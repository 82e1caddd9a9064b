//! The Whiley front end: name and type resolution, the structural type
//! algebra, and lowering to intermediate code.
//!
//! The compilation pipeline is:
//!
//! 1. The (external) parser produces a [`SourceFile`](types::ast::SourceFile)
//!    of declarations with source positions on every node.
//! 2. The [constant evaluator](eval) folds constant declarations through a
//!    cycle-detecting walk.
//! 3. The [resolver](resolve) expands named types to canonical structural
//!    form ([`types::ty`]), ties recursive definitions, and synthesises
//!    constraint blocks for `where` predicates.
//! 4. The [lowerer](build_il) compiles statements and expressions into flat
//!    [`Block`](types::il::Block)s of three-address code, weaving type
//!    constraints into function pre- and post-conditions.
//!
//! The [type algebra](algebra) (subtyping, least upper bounds, negation,
//! least difference) is shared by the resolver and the lowerer. All state
//! is per compilation unit: separate units can be compiled in parallel as
//! long as each gets its own [`ModuleEnv`](types::entity::ModuleEnv), with
//! the module loader shared read-only between them.

#![warn(missing_docs, elided_lifetimes_in_paths, rust_2018_idioms)]
#![allow(clippy::too_many_arguments)]

pub mod algebra;
pub mod build_il;
pub mod error;
pub mod eval;
pub mod resolve;
pub mod symbol;
pub mod types;

pub use build_il::lower_unit;
pub use error::{Error, ErrorKind, InternalFailure, Result, SyntaxError};
pub use symbol::{intern, Interner, Symbol};
pub use types::{FileSpan, ModuleId, NameId, Spanned, Value};

use types::ast::SourceFile;
use types::entity::ModuleLoader;
use types::il::Module;

/// The compiler facade: a module loader plus the per-unit driver.
pub struct Compiler<'l> {
  /// The loader consulted for foreign module references.
  pub loader: &'l dyn ModuleLoader,
}

impl<'l> Compiler<'l> {
  /// Create a compiler over the given loader.
  #[must_use] pub fn new(loader: &'l dyn ModuleLoader) -> Self {
    Compiler { loader }
  }

  /// Compile one parsed unit to an intermediate-code module, collecting
  /// every diagnostic on the way. A declaration with an error is skipped;
  /// the rest of the unit is still compiled.
  pub fn compile(&self, unit: &SourceFile) -> (Module, Vec<Error>) {
    build_il::lower_unit(unit, self.loader)
  }
}
//! Input workers: tag readers and the IR remote.
//!
//! Both processors are plain state machines fed with events and an explicit
//! `now`, so they can be driven from tests without devices or clocks.

#[cfg(feature = "evdev")]
pub mod device;
pub mod remote;
pub mod rfid;

pub use remote::RemoteProcessor;
pub use rfid::TagProcessor;

use anyhow::Result;
use std::collections::HashSet;
use std::time::{Duration, Instant};
use tracing::info;

/// Inactivity after which a half-entered number is dropped
pub const ACCUMULATOR_WINDOW: Duration = Duration::from_secs(5);

/// Pause after a failed event before reading the next one
pub const ERROR_BACKOFF: Duration = Duration::from_secs(2);

/// What the input processors need from the rest of the daemon.
pub trait Dispatch: Send + Sync {
    /// Resolve and act on an identifier; returns the performed action name
    fn play_action(&self, id: &str) -> Result<Option<String>>;
    /// Relative seek, bypassing the shortcut lookup
    fn seek(&self, rel_secs: f64) -> Result<()>;
    /// Jump to a queue position, bypassing the shortcut lookup
    fn jump_to(&self, pos: u32) -> Result<()>;
}

/// Blocking source of tag identifiers
pub trait TagSource: Send {
    fn read_tag(&mut self) -> Result<String>;
}

/// A key transition from the remote
#[derive(Debug, Clone, PartialEq)]
pub struct KeyEvent {
    pub code: u16,
    /// 1 down, 0 up, 2 autorepeat
    pub value: i32,
    /// Logical names of the key (`KEY_OK`, ...)
    pub names: Vec<String>,
}

impl KeyEvent {
    pub fn new(code: u16, value: i32, name: &str) -> Self {
        Self {
            code,
            value,
            names: vec![name.to_string()],
        }
    }
}

/// Blocking source of key events
pub trait KeySource: Send {
    fn next_event(&mut self) -> Result<KeyEvent>;
}

#[derive(Debug, Clone, Default)]
pub struct LockSets {
    pub lock: HashSet<String>,
    pub unlock: HashSet<String>,
    pub toggle: HashSet<String>,
}

/// Child lock shared by lock/unlock/toggle identifiers
#[derive(Debug, Clone)]
pub struct LockState {
    sets: LockSets,
    locked: bool,
}

impl LockState {
    pub fn new(sets: LockSets, locked: bool) -> Self {
        Self { sets, locked }
    }

    /// Apply `id` if it is a lock identifier. Returns true when the event
    /// was consumed.
    pub fn intercept(&mut self, id: &str) -> bool {
        if self.sets.lock.contains(id) {
            self.locked = true;
        } else if self.sets.unlock.contains(id) {
            self.locked = false;
        } else if self.sets.toggle.contains(id) {
            self.locked = !self.locked;
        } else {
            return false;
        }
        info!("input {}", if self.locked { "locked" } else { "unlocked" });
        true
    }

    pub fn is_locked(&self) -> bool {
        self.locked
    }
}

/// Digits entered one at a time, forgotten after a quiet `window`.
///
/// An input exactly `window` after the previous one still counts.
#[derive(Debug, Clone)]
pub struct DigitAccumulator {
    digits: String,
    last: Option<Instant>,
    window: Duration,
}

impl Default for DigitAccumulator {
    fn default() -> Self {
        Self::new(ACCUMULATOR_WINDOW)
    }
}

impl DigitAccumulator {
    pub fn new(window: Duration) -> Self {
        Self {
            digits: String::new(),
            last: None,
            window,
        }
    }

    /// Drop the digits if the window has passed since the last one
    pub fn expire(&mut self, now: Instant) {
        if let Some(last) = self.last {
            if now.saturating_duration_since(last) > self.window {
                self.clear();
            }
        }
    }

    pub fn push(&mut self, digit: u8, now: Instant) {
        self.expire(now);
        self.digits.push(char::from(b'0' + digit.min(9)));
        self.last = Some(now);
    }

    pub fn is_pending(&self) -> bool {
        self.last.is_some()
    }

    pub fn len(&self) -> usize {
        self.digits.len()
    }

    pub fn is_empty(&self) -> bool {
        self.digits.is_empty()
    }

    pub fn digits(&self) -> &str {
        &self.digits
    }

    pub fn take(&mut self) -> String {
        self.last = None;
        std::mem::take(&mut self.digits)
    }

    pub fn clear(&mut self) {
        self.digits.clear();
        self.last = None;
    }
}
use clap::{Parser, Subcommand};
use std::path::PathBuf;

/// radiobox - play music folders from RFID tags and an IR remote 📻
#[derive(Parser, Debug)]
#[command(name = "radiobox", version, about)]
pub struct Args {
    /// Config file (.json or .toml); defaults to ~/.config/radiobox/config.toml
    #[arg(long, short = 'c', global = true)]
    pub config: Option<PathBuf>,

    /// Also log to stderr
    #[arg(long, short = 'f', global = true)]
    pub foreground: bool,

    #[command(subcommand)]
    pub command: Option<Command>,
}

#[derive(Subcommand, Debug, Clone, PartialEq, Eq)]
pub enum Command {
    /// Run the daemon (default)
    Run,
    /// Print the input devices that readers and remotes can be bound to
    ListDevices,
    /// Print the shortcut table
    Shortcuts {
        /// Only shortcuts that point nowhere
        #[arg(long)]
        broken: bool,
        /// Only folders reachable from more than one id
        #[arg(long)]
        duplicates: bool,
    },
}

impl Args {
    pub fn command(&self) -> Command {
        self.command.clone().unwrap_or(Command::Run)
    }
}

#[cfg(test)]
mod tests {
    use super::*;

    #[test]
    fn test_defaults_to_run() {
        let args = Args::parse_from(["radiobox"]);
        assert_eq!(args.command(), Command::Run);
        assert!(!args.foreground);
        assert!(args.config.is_none());
    }

    #[test]
    fn test_shortcuts_flags() {
        let args = Args::parse_from(["radiobox", "shortcuts", "--broken", "-c", "/etc/radio.json"]);
        assert_eq!(
            args.command(),
            Command::Shortcuts {
                broken: true,
                duplicates: false
            }
        );
        assert_eq!(args.config, Some(PathBuf::from("/etc/radio.json")));
    }
}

━━━━━━━━

Exercise aim:
An exact transcription of the lines from the start of the listing through the line bearing "definitions, and synthesises" is the whole answer.

Exercise solution:
repository 82e1caddd9a9064b
//! The Whiley front end: name and type resolution, the structural type
//! algebra, and lowering to intermediate code.
//!
//! The compilation pipeline is:
//!
//! 1. The (external) parser produces a [`SourceFile`](types::ast::SourceFile)
//!    of declarations with source positions on every node.
//! 2. The [constant evaluator](eval) folds constant declarations through a
//!    cycle-detecting walk.
//! 3. The [resolver](resolve) expands named types to canonical structural
//!    form ([`types::ty`]), ties recursive definitions, and synthesises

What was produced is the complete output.